++++ Data to process

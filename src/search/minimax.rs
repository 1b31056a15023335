//! Fixed-depth minimax with alpha-beta pruning.
//!
//! The search mutates one scratch board through apply/undo pairs rather
//! than cloning per node; pruning only skips subtrees that cannot change
//! the chosen value, so the result matches an unpruned search.

use crate::board::board::Board;
use crate::board::chess_types::Color;
use crate::board::move_list::legal_moves_for;
use crate::search::board_scoring::{BoardScorer, MATE_SCORE};

/// Search depth in plies: own move, opponent reply, own counter-reply.
pub const SEARCH_DEPTH: u32 = 3;

/// Alpha-beta minimax over `board`, scoring leaves with `scorer` from
/// `ai_color`'s perspective.
///
/// The maximizing layers belong to `ai_color`, the minimizing layers to the
/// opponent. Checkmate at a node yields ±`MATE_SCORE` favoring whichever
/// side is not checkmated; stalemate yields exactly 0. The board is
/// restored to its entry state before returning.
pub fn alpha_beta(
    board: &mut Board,
    depth: u32,
    mut alpha: i32,
    mut beta: i32,
    maximizing: bool,
    ai_color: Color,
    scorer: &dyn BoardScorer,
) -> i32 {
    if depth == 0 {
        return scorer.score(board, ai_color);
    }

    let to_move = if maximizing {
        ai_color
    } else {
        ai_color.opposite()
    };
    if board.is_checkmate(to_move) {
        return if maximizing { -MATE_SCORE } else { MATE_SCORE };
    }
    if board.is_stalemate(to_move) {
        return 0;
    }

    let moves = legal_moves_for(board, to_move);

    if maximizing {
        let mut best = i32::MIN;
        for mv in &moves {
            let undo = board.apply_move(mv);
            let value = alpha_beta(board, depth - 1, alpha, beta, false, ai_color, scorer);
            board.undo_move(mv, undo);

            best = best.max(value);
            alpha = alpha.max(value);
            if beta <= alpha {
                break;
            }
        }
        best
    } else {
        let mut best = i32::MAX;
        for mv in &moves {
            let undo = board.apply_move(mv);
            let value = alpha_beta(board, depth - 1, alpha, beta, true, ai_color, scorer);
            board.undo_move(mv, undo);

            best = best.min(value);
            beta = beta.min(value);
            if beta <= alpha {
                break;
            }
        }
        best
    }
}
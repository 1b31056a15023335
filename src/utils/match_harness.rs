//! Engine-vs-engine match harness for local testing.
//!
//! Runs two `Engine` implementations against each other without any
//! interactive surface, with an optional seeded random opening prefix so a
//! series explores different games deterministically.

use rand::{rngs::StdRng, Rng, SeedableRng};

use crate::board::board::Board;
use crate::board::chess_types::Color;
use crate::board::move_list::legal_moves_for;
use crate::engines::engine_trait::Engine;
use crate::utils::notation::move_to_coords;

#[derive(Debug, Clone, Copy, PartialEq, Eq)]
pub enum MatchOutcome {
    WhiteWinCheckmate,
    BlackWinCheckmate,
    DrawStalemate,
    DrawMaxPlies,
}

#[derive(Debug, Clone, Copy, PartialEq, Eq)]
pub enum PlayerId {
    Player1,
    Player2,
}

#[derive(Debug, Clone, Copy, PartialEq, Eq)]
pub enum SeriesOutcome {
    PlayerWinCheckmate { player: PlayerId, color: Color },
    DrawStalemate,
    DrawMaxPlies,
}

#[derive(Debug, Clone)]
pub struct MatchConfig {
    pub max_plies: u32,
    pub opening_min_plies: u8,
    pub opening_max_plies: u8,
}

impl Default for MatchConfig {
    fn default() -> Self {
        Self {
            max_plies: 300,
            opening_min_plies: 2,
            opening_max_plies: 8,
        }
    }
}

#[derive(Debug, Clone)]
pub struct MatchResult {
    pub outcome: MatchOutcome,
    pub final_board: Board,
    pub opening_moves: Vec<String>,
    pub played_moves: Vec<String>,
    pub white_move_count: u32,
    pub black_move_count: u32,
}

#[derive(Debug, Clone)]
pub struct MatchSeriesConfig {
    pub games: u16,
    pub base_seed: u64,
    pub per_game: MatchConfig,
    pub verbose: bool,
}

impl Default for MatchSeriesConfig {
    fn default() -> Self {
        Self {
            games: 9,
            base_seed: 0,
            per_game: MatchConfig::default(),
            verbose: false,
        }
    }
}

#[derive(Debug, Clone, Default)]
pub struct MatchSeriesStats {
    pub games: u16,
    pub player1_wins: u16,
    pub player2_wins: u16,
    pub draws: u16,
    pub outcomes: Vec<SeriesOutcome>,
    pub player1_moves: u32,
    pub player2_moves: u32,
}

impl MatchSeriesStats {
    pub fn report(&self) -> String {
        format!(
            "games={} player1_wins={} player2_wins={} draws={} p1_moves={} p2_moves={}",
            self.games,
            self.player1_wins,
            self.player2_wins,
            self.draws,
            self.player1_moves,
            self.player2_moves
        )
    }
}

/// Play a single seeded engine-vs-engine match from the starting position.
pub fn play_engine_match(
    mut engine_white: Box<dyn Engine>,
    mut engine_black: Box<dyn Engine>,
    seed: u64,
    config: MatchConfig,
) -> Result<MatchResult, String> {
    let mut board = Board::new();
    let mut turn = Color::White;

    let opening_moves = apply_seeded_random_opening(
        &mut board,
        &mut turn,
        seed,
        config.opening_min_plies,
        config.opening_max_plies,
    );

    let mut played_moves = Vec::<String>::new();
    let mut white_move_count = 0u32;
    let mut black_move_count = 0u32;

    for _ in 0..config.max_plies {
        let legal_moves = legal_moves_for(&board, turn);
        if legal_moves.is_empty() {
            return Ok(MatchResult {
                outcome: terminal_outcome(&board, turn),
                final_board: board,
                opening_moves,
                played_moves,
                white_move_count,
                black_move_count,
            });
        }

        let engine = match turn {
            Color::White => engine_white.as_mut(),
            Color::Black => engine_black.as_mut(),
        };
        let Some(chosen) = engine.choose_move(&board, turn) else {
            return Ok(MatchResult {
                outcome: terminal_outcome(&board, turn),
                final_board: board,
                opening_moves,
                played_moves,
                white_move_count,
                black_move_count,
            });
        };

        if !legal_moves.contains(&chosen) {
            return Err("engine returned illegal move".to_owned());
        }

        match turn {
            Color::White => white_move_count += 1,
            Color::Black => black_move_count += 1,
        }
        played_moves.push(move_to_coords(&chosen));
        board.apply_move(&chosen);
        turn = turn.opposite();
    }

    Ok(MatchResult {
        outcome: MatchOutcome::DrawMaxPlies,
        final_board: board,
        opening_moves,
        played_moves,
        white_move_count,
        black_move_count,
    })
}

/// Play a series of matches and aggregate win/loss/draw statistics.
///
/// Player colors are randomized each game, deterministically from
/// `base_seed`.
pub fn play_engine_match_series<F1, F2>(
    player1_factory: F1,
    player2_factory: F2,
    config: MatchSeriesConfig,
) -> Result<MatchSeriesStats, String>
where
    F1: Fn() -> Box<dyn Engine>,
    F2: Fn() -> Box<dyn Engine>,
{
    let mut stats = MatchSeriesStats {
        games: config.games,
        ..MatchSeriesStats::default()
    };
    let mut color_rng = StdRng::seed_from_u64(config.base_seed ^ 0x5CA1_AB1E_0D06_F00D);

    for i in 0..config.games {
        let player1_is_white = color_rng.random_bool(0.5);
        let seed = config.base_seed.wrapping_add(u64::from(i));

        if config.verbose {
            let (white, black) = if player1_is_white {
                ("Player1", "Player2")
            } else {
                ("Player2", "Player1")
            };
            println!(
                "[series] game {}/{} seed={} white={} black={}",
                i + 1,
                config.games,
                seed,
                white,
                black
            );
        }

        let result = if player1_is_white {
            play_engine_match(
                player1_factory(),
                player2_factory(),
                seed,
                config.per_game.clone(),
            )?
        } else {
            play_engine_match(
                player2_factory(),
                player1_factory(),
                seed,
                config.per_game.clone(),
            )?
        };

        let (p1_moves, p2_moves) = if player1_is_white {
            (result.white_move_count, result.black_move_count)
        } else {
            (result.black_move_count, result.white_move_count)
        };
        stats.player1_moves += p1_moves;
        stats.player2_moves += p2_moves;

        let mapped = match result.outcome {
            MatchOutcome::WhiteWinCheckmate => {
                win_for(&mut stats, player1_is_white, Color::White)
            }
            MatchOutcome::BlackWinCheckmate => {
                win_for(&mut stats, !player1_is_white, Color::Black)
            }
            MatchOutcome::DrawStalemate => {
                stats.draws += 1;
                SeriesOutcome::DrawStalemate
            }
            MatchOutcome::DrawMaxPlies => {
                stats.draws += 1;
                SeriesOutcome::DrawMaxPlies
            }
        };
        stats.outcomes.push(mapped);

        if config.verbose {
            println!(
                "[series] game {}/{} result={:?} p1_wins={} p2_wins={} draws={}",
                i + 1,
                config.games,
                result.outcome,
                stats.player1_wins,
                stats.player2_wins,
                stats.draws
            );
        }
    }

    Ok(stats)
}

fn win_for(stats: &mut MatchSeriesStats, player1_won: bool, color: Color) -> SeriesOutcome {
    let player = if player1_won {
        stats.player1_wins += 1;
        PlayerId::Player1
    } else {
        stats.player2_wins += 1;
        PlayerId::Player2
    };
    SeriesOutcome::PlayerWinCheckmate { player, color }
}

/// Classify a position where `turn` has no move to make.
fn terminal_outcome(board: &Board, turn: Color) -> MatchOutcome {
    if board.is_in_check(turn) {
        match turn {
            Color::White => MatchOutcome::BlackWinCheckmate,
            Color::Black => MatchOutcome::WhiteWinCheckmate,
        }
    } else {
        MatchOutcome::DrawStalemate
    }
}

/// Advance the board by a seeded handful of uniformly random legal plies.
fn apply_seeded_random_opening(
    board: &mut Board,
    turn: &mut Color,
    seed: u64,
    min_plies: u8,
    max_plies: u8,
) -> Vec<String> {
    let mut rng = StdRng::seed_from_u64(seed);
    let mut opening_moves = Vec::<String>::new();

    let low = min_plies.min(max_plies);
    let high = max_plies.max(min_plies);
    let target_plies = if low == high {
        low
    } else {
        rng.random_range(low..=high)
    };

    for _ in 0..target_plies {
        let legal_moves = legal_moves_for(board, *turn);
        if legal_moves.is_empty() {
            break;
        }
        let chosen = legal_moves[rng.random_range(0..legal_moves.len())];
        opening_moves.push(move_to_coords(&chosen));
        board.apply_move(&chosen);
        *turn = turn.opposite();
    }

    opening_moves
}
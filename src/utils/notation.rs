//! Coordinate (long-algebraic) move text: "e2e4", "e1g1".
//!
//! Parsing consults the board so that a two-column king move comes back
//! with its castling flag set, ready for `Board::apply_move`.

use crate::board::board::Board;
use crate::board::chess_move::Move;
use crate::board::chess_types::PieceType;

/// Name a square: column a–h then rank 1–8 ("e2").
pub fn square_name(row: usize, col: usize) -> String {
    let mut name = String::with_capacity(2);
    name.push(char::from(b'a' + col as u8));
    name.push(char::from(b'1' + row as u8));
    name
}

/// Parse a two-character square name.
pub fn parse_square(text: &str) -> Result<(usize, usize), String> {
    let mut chars = text.chars();
    let file = chars.next().ok_or_else(|| format!("Empty square name: {text}"))?;
    let rank = chars.next().ok_or_else(|| format!("Truncated square name: {text}"))?;
    if chars.next().is_some() {
        return Err(format!("Square name too long: {text}"));
    }

    if !('a'..='h').contains(&file) {
        return Err(format!("Invalid file character: {file}"));
    }
    if !('1'..='8').contains(&rank) {
        return Err(format!("Invalid rank character: {rank}"));
    }

    let col = (file as u8 - b'a') as usize;
    let row = (rank as u8 - b'1') as usize;
    Ok((row, col))
}

/// Render a move as origin square followed by destination square.
pub fn move_to_coords(mv: &Move) -> String {
    let mut out = square_name(mv.from_row, mv.from_col);
    out.push_str(&square_name(mv.to_row, mv.to_col));
    out
}

/// Parse coordinate text into a `Move`, flagging castling whenever the
/// origin square holds a king stepping two columns sideways.
pub fn coords_to_move(text: &str, board: &Board) -> Result<Move, String> {
    if text.len() != 4 || !text.is_ascii() {
        return Err(format!("Move text must be four ASCII characters: {text}"));
    }
    let (from_row, from_col) = parse_square(&text[..2])?;
    let (to_row, to_col) = parse_square(&text[2..])?;

    let mv = Move::new(from_row, from_col, to_row, to_col);
    let is_king = matches!(
        board.get_piece(from_row, from_col),
        Some(piece) if piece.kind == PieceType::King
    );
    if is_king && mv.is_two_column_step() {
        Ok(Move::castling(from_row, from_col, to_row, to_col))
    } else {
        Ok(mv)
    }
}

++++++++

Among the entries above, copy exactly only the lines starting with the one containing "best = best.max(value);" and going through the one containing "best = best.min(value);", both ends included.

**Exercise solution:**
            best = best.max(value);
            alpha = alpha.max(value);
            if beta <= alpha {
                break;
            }
        }
        best
    } else {
        let mut best = i32::MAX;
        for mv in &moves {
            let undo = board.apply_move(mv);
            let value = alpha_beta(board, depth - 1, alpha, beta, true, ai_color, scorer);
            board.undo_move(mv, undo);

            best = best.min(value);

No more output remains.